American businessman (1898–1987)

Charles J Stewart (June 3, 1898 – July 14, 1987) was a banking executive and the first chairman of Manufacturers Hanover Trust Company.

==Early life==

Born in 1898, Stewart was raised in Dallas, Texas, on Swiss Avenue and graduated from the Terrill School for Boys in 1914. At the age of 16 he went to Yale University, where he was a running back on the varsity football team for three years. He captained the Yale's 1917 football team and graduated in 1918. While at Yale, Charles was tapped by Henry Fenimore Cooper (1895-1984) for Skull and Bones secret society. Other members in the society at this time included Prescott Bush and Charles Phelps Taft II. Upon graduation, he enlisted in the U.S. Army and served as a second lieutenant in World War I.

After Yale, Stewart served as a second lieutenant in the artillery in World War I.

Stewart is the grandson of Dr. Charles B Stewart (1806-1885) a political leader in the State of Texas who is purported to have designed the Texas state flag and seal.

==Career==

===New York Trust Company===

Stewart returned to Dallas after the war and began a real estate career. He joined the commercial banking department of the New York Trust Company in 1930 and advanced through the offices of assistant vice president, vice president and trustee. By 1949, he was president of the company.

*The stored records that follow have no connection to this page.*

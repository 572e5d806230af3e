//! Remote worker references and the transport they deliver through.

use std::sync::{Arc, Weak};
use std::time::Duration;

use apm_core::{Address, DispatchMode, Record, RemoteMessage};
use async_trait::async_trait;
use dashmap::DashMap;

use super::context::ClusterWorkerContext;
use super::Role;
use crate::error::WorkerError;

/// Carries role-addressed records to the inbound handler of a peer.
///
/// For [`DispatchMode::Tell`] the delivery completes once the peer has queued
/// the record; for [`DispatchMode::Ask`] once the peer has processed it.
#[async_trait]
pub trait RemoteTransport: Send + Sync + 'static {
    async fn deliver(&self, address: &Address, message: RemoteMessage) -> anyhow::Result<()>;
}

// ---------------------------------------------------------------------------
// RemoteWorkerRef
// ---------------------------------------------------------------------------

/// Member of a role living on a peer node.
#[derive(Clone)]
pub struct RemoteWorkerRef {
    role: Role,
    address: Address,
    transport: Arc<dyn RemoteTransport>,
    timeout: Duration,
}

impl RemoteWorkerRef {
    #[must_use]
    pub fn new(role: Role, address: Address, transport: Arc<dyn RemoteTransport>, timeout: Duration) -> Self {
        Self {
            role,
            address,
            transport,
            timeout,
        }
    }

    #[must_use]
    pub fn address(&self) -> &Address {
        &self.address
    }

    #[must_use]
    pub fn role(&self) -> &Role {
        &self.role
    }

    /// # Errors
    ///
    /// Returns [`WorkerError::RemoteDispatch`] if the peer could not be
    /// reached, rejected the record, or did not answer in time.
    pub async fn tell(&self, record: Record) -> Result<(), WorkerError> {
        self.dispatch(DispatchMode::Tell, &record).await
    }

    /// # Errors
    ///
    /// Same as [`RemoteWorkerRef::tell`], including failures of the peer's
    /// worker.
    pub async fn ask(&self, record: Record) -> Result<(), WorkerError> {
        self.dispatch(DispatchMode::Ask, &record).await
    }

    async fn dispatch(&self, mode: DispatchMode, record: &Record) -> Result<(), WorkerError> {
        let message = RemoteMessage::new(self.role.name(), mode, record);
        let outcome = match tokio::time::timeout(self.timeout, self.transport.deliver(&self.address, message)).await {
            Ok(outcome) => outcome,
            Err(_) => Err(anyhow::anyhow!(
                "no answer within {}ms",
                self.timeout.as_millis()
            )),
        };
        outcome.map_err(|source| {
            metrics::counter!("apm_remote_dispatch_failures_total", "role" => self.role.name().to_string())
                .increment(1);
            WorkerError::RemoteDispatch {
                role: self.role.name().to_string(),
                address: self.address.clone(),
                source,
            }
        })
    }
}

// ---------------------------------------------------------------------------
// LoopbackTransport
// ---------------------------------------------------------------------------

/// In-process transport between contexts of the same process.
///
/// Messages are encoded and decoded exactly as on a network hop.
#[derive(Default)]
pub struct LoopbackTransport {
    peers: DashMap<Address, Weak<ClusterWorkerContext>>,
}

impl LoopbackTransport {
    #[must_use]
    pub fn new() -> Self {
        Self::default()
    }

    /// Makes `context` reachable at its local address.
    pub fn attach(&self, context: &Arc<ClusterWorkerContext>) {
        self.peers
            .insert(context.local_address().clone(), Arc::downgrade(context));
    }

    /// Makes `address` unreachable, simulating a crashed peer.
    pub fn detach(&self, address: &Address) {
        self.peers.remove(address);
    }
}

#[async_trait]
impl RemoteTransport for LoopbackTransport {
    async fn deliver(&self, address: &Address, message: RemoteMessage) -> anyhow::Result<()> {
        let bytes = message.encode()?;
        let peer = self
            .peers
            .get(address)
            .and_then(|peer| peer.upgrade())
            .ok_or_else(|| anyhow::anyhow!("peer {address} unreachable"))?;
        let message = RemoteMessage::decode(&bytes)?;
        peer.receive(message).await?;
        Ok(())
    }
}
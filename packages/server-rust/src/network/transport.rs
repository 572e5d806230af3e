//! Client side of the node-to-node HTTP hop.

use std::time::Duration;

use apm_core::{Address, RemoteMessage};
use async_trait::async_trait;
use reqwest::header::CONTENT_TYPE;

use crate::worker::RemoteTransport;

/// Path peers accept role-addressed records on.
pub const REMOTE_PATH: &str = "/v1/remote";

pub const MSGPACK_CONTENT_TYPE: &str = "application/msgpack";

/// [`RemoteTransport`] over HTTP/1.1 with a pooled `reqwest` client.
///
/// Any non-2xx answer is a delivery failure carrying the peer's status and
/// error text.
#[derive(Clone)]
pub struct HttpTransport {
    client: reqwest::Client,
}

impl HttpTransport {
    /// # Errors
    ///
    /// Returns an error if the HTTP client cannot be built.
    pub fn new(timeout: Duration) -> anyhow::Result<Self> {
        let client = reqwest::Client::builder()
            .timeout(timeout)
            .pool_idle_timeout(Duration::from_secs(90))
            .build()?;
        Ok(Self { client })
    }
}

#[async_trait]
impl RemoteTransport for HttpTransport {
    async fn deliver(&self, address: &Address, message: RemoteMessage) -> anyhow::Result<()> {
        let body = message.encode()?;
        let response = self
            .client
            .post(format!("http://{address}{REMOTE_PATH}"))
            .header(CONTENT_TYPE, MSGPACK_CONTENT_TYPE)
            .body(body)
            .send()
            .await?;

        let status = response.status();
        if !status.is_success() {
            let reason = response.text().await.unwrap_or_default();
            anyhow::bail!("peer answered {status}: {reason}");
        }
        Ok(())
    }
}
//! In-memory [`PersistenceDao`] backed by a `DashMap`.
//!
//! Behaves like a table with a primary key on `(define id, record id)`: an
//! insert of an existing key or an update of a missing key rejects the whole
//! batch, and a batch is validated before any of it is applied. Batches are
//! applied one at a time.

use std::sync::atomic::{AtomicU64, Ordering};
use std::sync::Arc;

use apm_core::{Record, Schema};
use async_trait::async_trait;
use dashmap::DashMap;
use parking_lot::Mutex;

use super::dao::PersistenceDao;

type RowKey = (u32, String);

fn row_key(record: &Record) -> RowKey {
    (record.define_id(), record.id().to_string())
}

/// Shared in-memory store, usable by every role of every node in a process.
#[derive(Debug, Default)]
pub struct MemoryDao {
    rows: DashMap<RowKey, Record>,
    batches: AtomicU64,
    /// Held from validation to the last write of a batch.
    batch_lock: Mutex<()>,
}

impl MemoryDao {
    #[must_use]
    pub fn new() -> Self {
        Self::default()
    }

    /// Stored record for `id` of `define_id`.
    #[must_use]
    pub fn stored(&self, define_id: u32, id: &str) -> Option<Record> {
        self.rows
            .get(&(define_id, id.to_string()))
            .map(|row| row.value().clone())
    }

    /// All stored records of one define.
    #[must_use]
    pub fn rows_of(&self, define_id: u32) -> Vec<Record> {
        self.rows
            .iter()
            .filter(|row| row.key().0 == define_id)
            .map(|row| row.value().clone())
            .collect()
    }

    #[must_use]
    pub fn len(&self) -> usize {
        self.rows.len()
    }

    #[must_use]
    pub fn is_empty(&self) -> bool {
        self.rows.is_empty()
    }

    /// Number of successfully applied batches.
    #[must_use]
    pub fn batches(&self) -> u64 {
        self.batches.load(Ordering::Relaxed)
    }
}

#[async_trait]
impl PersistenceDao for MemoryDao {
    type InsertOp = Record;
    type UpdateOp = Record;

    async fn get(&self, id: &str, schema: &Arc<Schema>) -> anyhow::Result<Option<Record>> {
        Ok(self.stored(schema.define_id(), id))
    }

    fn prepare_batch_insert(&self, record: Record) -> Record {
        record
    }

    fn prepare_batch_update(&self, record: Record) -> Record {
        record
    }

    async fn execute_batch(&self, inserts: Vec<Record>, updates: Vec<Record>) -> anyhow::Result<()> {
        let _batch = self.batch_lock.lock();
        for record in &inserts {
            let key = row_key(record);
            if self.rows.contains_key(&key) {
                anyhow::bail!("duplicate key {}:{}", key.0, key.1);
            }
        }
        for record in &updates {
            let key = row_key(record);
            if !self.rows.contains_key(&key) {
                anyhow::bail!("no row to update for {}:{}", key.0, key.1);
            }
        }
        for record in inserts.into_iter().chain(updates) {
            self.rows.insert(row_key(&record), record);
        }
        self.batches.fetch_add(1, Ordering::Relaxed);
        Ok(())
    }
}
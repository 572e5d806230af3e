use std::time::Duration;

use apm_core::Address;
use serde::{Deserialize, Serialize};

/// Node-level configuration for aggregation, dispatch, and persistence.
#[derive(Debug, Clone, Serialize, Deserialize)]
#[serde(rename_all = "camelCase", default)]
pub struct CollectorConfig {
    /// Address this node is reachable at. Membership events carrying this
    /// address instantiate local workers instead of remote references.
    pub local_address: Address,
    /// Interval between scheduled flushes of every aggregation window.
    pub persistence_interval_ms: u64,
    /// Active-generation size that triggers an early flush.
    pub backlog_threshold: usize,
    /// Upper bound on `ask` round trips, local or remote.
    pub remote_timeout_ms: u64,
    /// Bounded inbox capacity of every local worker.
    pub inbox_capacity: usize,
}

impl Default for CollectorConfig {
    fn default() -> Self {
        Self {
            local_address: Address::new("127.0.0.1", 11800),
            persistence_interval_ms: 3_000,
            backlog_threshold: 10_000,
            remote_timeout_ms: 5_000,
            inbox_capacity: 1_024,
        }
    }
}

impl CollectorConfig {
    /// Flush interval, at least one millisecond.
    #[must_use]
    pub fn persistence_interval(&self) -> Duration {
        Duration::from_millis(self.persistence_interval_ms.max(1))
    }

    #[must_use]
    pub fn remote_timeout(&self) -> Duration {
        Duration::from_millis(self.remote_timeout_ms)
    }
}
//! Double-buffered aggregation window.
//!
//! A [`Window`] holds two generations of [`AggregationCollection`]. Exactly one
//! is the active write target. [`Window::swap_and_lock`] freezes it, points
//! writers at the other one, and hands the frozen generation to the caller as
//! a [`Drain`]. Dropping or finishing the drain returns the generation to idle,
//! so the next swap can reuse it.
//!
//! Writers resolve the active index, lock that generation, and check its
//! `writing` flag. A writer that raced a swap finds the flag cleared and
//! retries on the new active generation, so no write is lost.

pub mod collection;

use std::sync::atomic::{AtomicBool, AtomicUsize, Ordering};

use apm_core::{MergeError, Record};
use parking_lot::Mutex;

pub use collection::{AggregationCollection, GenerationState};

/// Errors from window generation management.
#[derive(Debug, Clone, PartialEq, Eq, thiserror::Error)]
pub enum WindowError {
    #[error("previous generation is still draining")]
    DrainInProgress,
}

// ---------------------------------------------------------------------------
// Window
// ---------------------------------------------------------------------------

/// Two fixed generations with an active-generation index.
#[derive(Debug)]
pub struct Window {
    generations: [Mutex<AggregationCollection>; 2],
    active: AtomicUsize,
    draining: AtomicBool,
}

impl Default for Window {
    fn default() -> Self {
        Self::new()
    }
}

impl Window {
    #[must_use]
    pub fn new() -> Self {
        let mut first = AggregationCollection::new();
        first.begin_writing();
        Self {
            generations: [Mutex::new(first), Mutex::new(AggregationCollection::new())],
            active: AtomicUsize::new(0),
            draining: AtomicBool::new(false),
        }
    }

    /// Inserts or merges `record` into the active generation.
    ///
    /// # Errors
    ///
    /// Returns [`MergeError::SchemaMismatch`] if a record with the same id but
    /// a different schema is already held.
    pub fn write(&self, record: Record) -> Result<(), MergeError> {
        loop {
            let index = self.active.load(Ordering::Acquire);
            let mut generation = self.generations[index].lock();
            if generation.is_writing() {
                return generation.put(record);
            }
            // Swapped between the index load and the lock; retry.
        }
    }

    /// Number of distinct ids in the active generation.
    #[must_use]
    pub fn active_len(&self) -> usize {
        let index = self.active.load(Ordering::Acquire);
        self.generations[index].lock().len()
    }

    /// Copy of the record currently aggregated for `id` in the active
    /// generation.
    #[must_use]
    pub fn snapshot(&self, id: &str) -> Option<Record> {
        let index = self.active.load(Ordering::Acquire);
        self.generations[index].lock().get(id).cloned()
    }

    #[must_use]
    pub fn generation_states(&self) -> [GenerationState; 2] {
        [
            self.generations[0].lock().state(),
            self.generations[1].lock().state(),
        ]
    }

    /// Freezes the active generation and redirects writers to the other one.
    ///
    /// # Errors
    ///
    /// Returns [`WindowError::DrainInProgress`] if the generation frozen by the
    /// previous swap has not been released yet.
    pub(crate) fn swap_and_lock(&self) -> Result<Drain<'_>, WindowError> {
        if self
            .draining
            .compare_exchange(false, true, Ordering::AcqRel, Ordering::Acquire)
            .is_err()
        {
            return Err(WindowError::DrainInProgress);
        }

        let current = self.active.load(Ordering::Acquire);
        let next = 1 - current;

        self.generations[next].lock().begin_writing();
        self.active.store(next, Ordering::Release);
        // Writers holding the old index either finished under this lock or
        // will observe the cleared writing flag and retry.
        self.generations[current].lock().begin_reading();

        Ok(Drain {
            window: self,
            generation: current,
            released: false,
        })
    }

    fn finish_draining(&self, generation: usize) {
        self.generations[generation].lock().release();
        self.draining.store(false, Ordering::Release);
    }
}

// ---------------------------------------------------------------------------
// Drain
// ---------------------------------------------------------------------------

/// Exclusive handle on a frozen generation.
///
/// The generation is released exactly once: by [`Drain::finish_draining`] or,
/// failing that, on drop.
#[derive(Debug)]
pub struct Drain<'a> {
    window: &'a Window,
    generation: usize,
    released: bool,
}

impl Drain<'_> {
    #[must_use]
    pub fn len(&self) -> usize {
        self.window.generations[self.generation].lock().len()
    }

    #[must_use]
    pub fn is_empty(&self) -> bool {
        self.len() == 0
    }

    /// Moves the frozen records out. Later calls return nothing.
    pub fn take_records(&mut self) -> Vec<Record> {
        self.window.generations[self.generation].lock().drain()
    }

    /// Releases the frozen generation back to idle.
    pub fn finish_draining(mut self) {
        self.release();
    }

    fn release(&mut self) {
        if !self.released {
            self.released = true;
            self.window.finish_draining(self.generation);
        }
    }
}

impl Drop for Drain<'_> {
    fn drop(&mut self) {
        self.release();
    }
}

// ---------------------------------------------------------------------------
// Tests
// ---------------------------------------------------------------------------

#[cfg(test)]
mod tests {
    use std::sync::Arc;

    use apm_core::{ColumnKind, MergeOperation, Schema, SchemaBuilder};

    use super::*;

    fn schema() -> Arc<Schema> {
        SchemaBuilder::new(1, "service_metric")
            .column("calls", ColumnKind::Long, MergeOperation::Accumulate)
            .column("error_calls", ColumnKind::Long, MergeOperation::Accumulate)
            .column("avg_latency", ColumnKind::Long, MergeOperation::Cover)
            .build()
            .unwrap()
    }

    fn calls(schema: &Arc<Schema>, id: &str, calls: i64) -> Record {
        schema.build(id).with("calls", calls).unwrap()
    }

    #[test]
    fn new_window_has_one_active_generation() {
        let window = Window::new();
        assert_eq!(
            window.generation_states(),
            [GenerationState::Active, GenerationState::Idle]
        );
    }

    #[test]
    fn writes_merge_into_the_active_generation() {
        let schema = schema();
        let window = Window::new();
        window.write(calls(&schema, "a", 1)).unwrap();
        window.write(calls(&schema, "a", 2)).unwrap();
        assert_eq!(window.active_len(), 1);
        assert_eq!(window.snapshot("a").unwrap().long(0), 3);
    }

    #[test]
    fn swap_freezes_and_redirects_writes() {
        let schema = schema();
        let window = Window::new();
        window.write(calls(&schema, "a", 1)).unwrap();

        let mut drain = window.swap_and_lock().unwrap();
        assert_eq!(
            window.generation_states(),
            [GenerationState::Frozen, GenerationState::Active]
        );

        window.write(calls(&schema, "a", 10)).unwrap();
        let frozen = drain.take_records();
        assert_eq!(frozen.len(), 1);
        assert_eq!(frozen[0].long(0), 1);
        assert_eq!(window.snapshot("a").unwrap().long(0), 10);

        drain.finish_draining();
        assert_eq!(
            window.generation_states(),
            [GenerationState::Idle, GenerationState::Active]
        );
    }

    #[test]
    fn second_swap_requires_release() {
        let window = Window::new();
        let drain = window.swap_and_lock().unwrap();
        assert_eq!(window.swap_and_lock().unwrap_err(), WindowError::DrainInProgress);
        drop(drain);
        assert!(window.swap_and_lock().is_ok());
    }

    #[test]
    fn dropping_a_drain_releases_the_generation() {
        let schema = schema();
        let window = Window::new();
        window.write(calls(&schema, "a", 1)).unwrap();
        {
            let drain = window.swap_and_lock().unwrap();
            assert_eq!(drain.len(), 1);
        }
        assert_eq!(
            window.generation_states(),
            [GenerationState::Idle, GenerationState::Active]
        );
        // The untaken record was discarded with the generation.
        let drain = window.swap_and_lock().unwrap();
        assert!(drain.is_empty());
    }

    #[test]
    fn generations_alternate() {
        let schema = schema();
        let window = Window::new();
        for round in 0..4_i64 {
            window.write(calls(&schema, "a", round)).unwrap();
            let mut drain = window.swap_and_lock().unwrap();
            let records = drain.take_records();
            assert_eq!(records.len(), 1);
            assert_eq!(records[0].long(0), round);
            drain.finish_draining();
        }
    }

    #[test]
    fn concurrent_scenario_last_cover_wins() {
        let schema = schema();
        let window = Window::new();
        for (errors, latency) in [(0_i64, 50_i64), (1, 80), (0, 65)] {
            let record = schema
                .build("svc-1_2024010100")
                .with("calls", 1_i64)
                .unwrap()
                .with("error_calls", errors)
                .unwrap()
                .with("avg_latency", latency)
                .unwrap();
            window.write(record).unwrap();
        }
        let merged = window.snapshot("svc-1_2024010100").unwrap();
        assert_eq!(merged.long(0), 3);
        assert_eq!(merged.long(1), 1);
        assert_eq!(merged.long(2), 65);
    }

    #[test]
    fn no_write_is_lost_across_swaps() {
        const WRITERS: i64 = 4;
        const WRITES: i64 = 2_000;

        let schema = schema();
        let window = Window::new();
        let mut drained_total = 0_i64;

        std::thread::scope(|scope| {
            for w in 0..WRITERS {
                let window = &window;
                let schema = &schema;
                scope.spawn(move || {
                    for i in 0..WRITES {
                        let id = format!("k{}", (w + i) % 7);
                        window.write(calls(schema, &id, 1)).unwrap();
                    }
                });
            }

            for _ in 0..50 {
                let mut drain = window.swap_and_lock().unwrap();
                drained_total += drain.take_records().iter().map(|r| r.long(0)).sum::<i64>();
                drain.finish_draining();
                std::thread::yield_now();
            }
        });

        let mut drain = window.swap_and_lock().unwrap();
        drained_total += drain.take_records().iter().map(|r| r.long(0)).sum::<i64>();
        drain.finish_draining();

        assert_eq!(drained_total, WRITERS * WRITES);
    }
}
//! Record schemas ("data defines").
//!
//! A schema declares, per column kind, the ordered list of columns a record
//! carries and the merge operation applied to each of them. Schemas are built
//! once through [`SchemaBuilder`], validated eagerly, and shared immutably as
//! `Arc<Schema>` by every record of that type.

use std::collections::HashMap;
use std::fmt;
use std::sync::Arc;

use serde::{Deserialize, Serialize};

use crate::record::Record;

/// Name of the identity column that every schema carries in string slot 0.
pub const ID_COLUMN: &str = "id";

// ---------------------------------------------------------------------------
// Column kinds and merge operations
// ---------------------------------------------------------------------------

/// Storage kind of a column. Each kind maps to its own ordered slot array.
#[derive(Debug, Clone, Copy, PartialEq, Eq, Hash, Serialize, Deserialize)]
pub enum ColumnKind {
    String,
    Long,
    Double,
    Integer,
    Boolean,
    Bytes,
}

impl ColumnKind {
    /// All kinds in wire order.
    pub const ALL: [ColumnKind; 6] = [
        ColumnKind::String,
        ColumnKind::Long,
        ColumnKind::Double,
        ColumnKind::Integer,
        ColumnKind::Boolean,
        ColumnKind::Bytes,
    ];

    /// Whether values of this kind can be accumulated.
    #[must_use]
    pub fn is_numeric(self) -> bool {
        matches!(self, Self::Long | Self::Double | Self::Integer)
    }
}

impl fmt::Display for ColumnKind {
    fn fmt(&self, f: &mut fmt::Formatter<'_>) -> fmt::Result {
        let name = match self {
            Self::String => "string",
            Self::Long => "long",
            Self::Double => "double",
            Self::Integer => "integer",
            Self::Boolean => "boolean",
            Self::Bytes => "bytes",
        };
        f.write_str(name)
    }
}

/// How an incoming slot value combines with the value already held for the
/// same record id.
#[derive(Debug, Clone, Copy, PartialEq, Eq, Serialize, Deserialize)]
pub enum MergeOperation {
    /// Keep the existing value; take the incoming one only if nothing is held.
    NonOperation,
    /// Last writer wins.
    Cover,
    /// Sum of existing and incoming. Numeric columns only.
    Accumulate,
}

/// Derived value recomputed after every merge.
///
/// Inputs are referenced by long-column name and resolved to slot positions
/// when the schema is built.
#[derive(Debug, Clone, PartialEq, Eq, Serialize, Deserialize)]
pub enum Formula {
    /// `sum / count`, or 0 when `count` is unset or zero.
    Average { sum: String, count: String },
}

impl Formula {
    /// Convenience constructor for [`Formula::Average`].
    #[must_use]
    pub fn average(sum: impl Into<String>, count: impl Into<String>) -> Self {
        Self::Average {
            sum: sum.into(),
            count: count.into(),
        }
    }
}

/// A formula whose inputs have been resolved to long slot positions.
#[derive(Debug, Clone, Copy, PartialEq, Eq)]
pub(crate) enum ResolvedFormula {
    Average { sum: usize, count: usize },
}

/// Target slot of a resolved formula.
#[derive(Debug, Clone, Copy, PartialEq, Eq)]
pub(crate) struct FormulaSlot {
    pub kind: ColumnKind,
    pub position: usize,
    pub formula: ResolvedFormula,
}

/// One declared column.
#[derive(Debug, Clone, PartialEq, Eq)]
pub struct Column {
    pub name: String,
    pub kind: ColumnKind,
    pub operation: MergeOperation,
    pub formula: Option<Formula>,
}

// ---------------------------------------------------------------------------
// Errors
// ---------------------------------------------------------------------------

/// Errors raised while declaring or registering schemas.
#[derive(Debug, Clone, PartialEq, Eq, thiserror::Error)]
pub enum SchemaError {
    #[error("column {column} of {schema}: accumulate requires a numeric column, got {kind}")]
    NonNumericAccumulate {
        schema: String,
        column: String,
        kind: ColumnKind,
    },
    #[error("column {column} declared twice in {schema}")]
    DuplicateColumn { schema: String, column: String },
    #[error("formula column {column} of {schema} must be long or double, got {kind}")]
    NonNumericFormula {
        schema: String,
        column: String,
        kind: ColumnKind,
    },
    #[error("formula column {column} of {schema} references unknown long column {input}")]
    UnknownFormulaInput {
        schema: String,
        column: String,
        input: String,
    },
    #[error("define id {define_id} is already registered")]
    DuplicateDefine { define_id: u32 },
}

// ---------------------------------------------------------------------------
// Schema
// ---------------------------------------------------------------------------

/// Immutable column layout of one record type.
#[derive(Debug)]
pub struct Schema {
    define_id: u32,
    name: String,
    columns: [Vec<Column>; 6],
    index: HashMap<String, (ColumnKind, usize)>,
    formulas: Vec<FormulaSlot>,
}

fn kind_index(kind: ColumnKind) -> usize {
    match kind {
        ColumnKind::String => 0,
        ColumnKind::Long => 1,
        ColumnKind::Double => 2,
        ColumnKind::Integer => 3,
        ColumnKind::Boolean => 4,
        ColumnKind::Bytes => 5,
    }
}

impl Schema {
    /// Numeric identifier carried on the wire.
    #[must_use]
    pub fn define_id(&self) -> u32 {
        self.define_id
    }

    #[must_use]
    pub fn name(&self) -> &str {
        &self.name
    }

    /// Columns of one kind, in slot order.
    #[must_use]
    pub fn columns(&self, kind: ColumnKind) -> &[Column] {
        &self.columns[kind_index(kind)]
    }

    /// Number of slots of one kind.
    #[must_use]
    pub fn capacity(&self, kind: ColumnKind) -> usize {
        self.columns(kind).len()
    }

    /// Resolves a column name to its kind and slot position.
    #[must_use]
    pub fn position(&self, column: &str) -> Option<(ColumnKind, usize)> {
        self.index.get(column).copied()
    }

    pub(crate) fn formulas(&self) -> &[FormulaSlot] {
        &self.formulas
    }

    /// Creates an empty record of this schema with the given id.
    #[must_use]
    pub fn build(self: &Arc<Self>, id: impl Into<String>) -> Record {
        Record::new(Arc::clone(self), id)
    }
}

// ---------------------------------------------------------------------------
// SchemaBuilder
// ---------------------------------------------------------------------------

/// Declares a schema column by column.
///
/// The `id` column is added automatically as string slot 0 with
/// [`MergeOperation::NonOperation`].
#[derive(Debug)]
pub struct SchemaBuilder {
    define_id: u32,
    name: String,
    columns: Vec<Column>,
}

impl SchemaBuilder {
    #[must_use]
    pub fn new(define_id: u32, name: impl Into<String>) -> Self {
        Self {
            define_id,
            name: name.into(),
            columns: vec![Column {
                name: ID_COLUMN.to_string(),
                kind: ColumnKind::String,
                operation: MergeOperation::NonOperation,
                formula: None,
            }],
        }
    }

    /// Appends a plain column.
    #[must_use]
    pub fn column(
        mut self,
        name: impl Into<String>,
        kind: ColumnKind,
        operation: MergeOperation,
    ) -> Self {
        self.columns.push(Column {
            name: name.into(),
            kind,
            operation,
            formula: None,
        });
        self
    }

    /// Appends a derived column recomputed after every merge.
    #[must_use]
    pub fn formula(mut self, name: impl Into<String>, kind: ColumnKind, formula: Formula) -> Self {
        self.columns.push(Column {
            name: name.into(),
            kind,
            operation: MergeOperation::Cover,
            formula: Some(formula),
        });
        self
    }

    /// Validates the declaration and freezes it.
    ///
    /// # Errors
    ///
    /// Returns a [`SchemaError`] when a column is declared twice, when
    /// `Accumulate` is declared on a non-numeric column, or when a formula is
    /// declared on a non-numeric column or references an unknown long column.
    pub fn build(self) -> Result<Arc<Schema>, SchemaError> {
        let mut columns: [Vec<Column>; 6] = Default::default();
        let mut index = HashMap::with_capacity(self.columns.len());

        for column in self.columns {
            if index.contains_key(&column.name) {
                return Err(SchemaError::DuplicateColumn {
                    schema: self.name,
                    column: column.name,
                });
            }
            if column.operation == MergeOperation::Accumulate && !column.kind.is_numeric() {
                return Err(SchemaError::NonNumericAccumulate {
                    schema: self.name,
                    column: column.name,
                    kind: column.kind,
                });
            }
            if column.formula.is_some()
                && !matches!(column.kind, ColumnKind::Long | ColumnKind::Double)
            {
                return Err(SchemaError::NonNumericFormula {
                    schema: self.name,
                    column: column.name,
                    kind: column.kind,
                });
            }
            let slots = &mut columns[kind_index(column.kind)];
            index.insert(column.name.clone(), (column.kind, slots.len()));
            slots.push(column);
        }

        let mut formulas = Vec::new();
        for kind in [ColumnKind::Long, ColumnKind::Double] {
            for (position, column) in columns[kind_index(kind)].iter().enumerate() {
                let Some(Formula::Average { sum, count }) = &column.formula else {
                    continue;
                };
                let resolve = |input: &String| match index.get(input) {
                    Some((ColumnKind::Long, pos)) => Ok(*pos),
                    _ => Err(SchemaError::UnknownFormulaInput {
                        schema: self.name.clone(),
                        column: column.name.clone(),
                        input: input.clone(),
                    }),
                };
                formulas.push(FormulaSlot {
                    kind,
                    position,
                    formula: ResolvedFormula::Average {
                        sum: resolve(sum)?,
                        count: resolve(count)?,
                    },
                });
            }
        }

        Ok(Arc::new(Schema {
            define_id: self.define_id,
            name: self.name,
            columns,
            index,
            formulas,
        }))
    }
}

// ---------------------------------------------------------------------------
// SchemaRegistry
// ---------------------------------------------------------------------------

/// Lookup of schemas by define id, populated at startup.
///
/// Used to reinterpret positional wire records, which carry only the define id.
#[derive(Debug, Default, Clone)]
pub struct SchemaRegistry {
    by_id: HashMap<u32, Arc<Schema>>,
}

impl SchemaRegistry {
    #[must_use]
    pub fn new() -> Self {
        Self::default()
    }

    /// Registers a schema.
    ///
    /// # Errors
    ///
    /// Returns [`SchemaError::DuplicateDefine`] if the define id is taken.
    pub fn register(&mut self, schema: Arc<Schema>) -> Result<(), SchemaError> {
        let define_id = schema.define_id();
        if self.by_id.contains_key(&define_id) {
            return Err(SchemaError::DuplicateDefine { define_id });
        }
        tracing::debug!(define_id, name = schema.name(), "registered schema");
        self.by_id.insert(define_id, schema);
        Ok(())
    }

    #[must_use]
    pub fn get(&self, define_id: u32) -> Option<&Arc<Schema>> {
        self.by_id.get(&define_id)
    }

    #[must_use]
    pub fn len(&self) -> usize {
        self.by_id.len()
    }

    #[must_use]
    pub fn is_empty(&self) -> bool {
        self.by_id.is_empty()
    }
}

// ---------------------------------------------------------------------------
// Tests
// ---------------------------------------------------------------------------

In 1952, Stewart led the proposed merger of New York Trust Company with Manufacturers Trust Company. That merger was stymied by his own stockholders, and Stewart resigned to become a general partner at Lazard Frères, an investment bank.

===Lazard Frères & Co===

Stewart was a general partner at Lazard Frères investment bank from 1953 to 1959.

Stewart was appointed as a director of Loew's, Inc in February 1956. He resigned this directorship without explanation shortly thereafter.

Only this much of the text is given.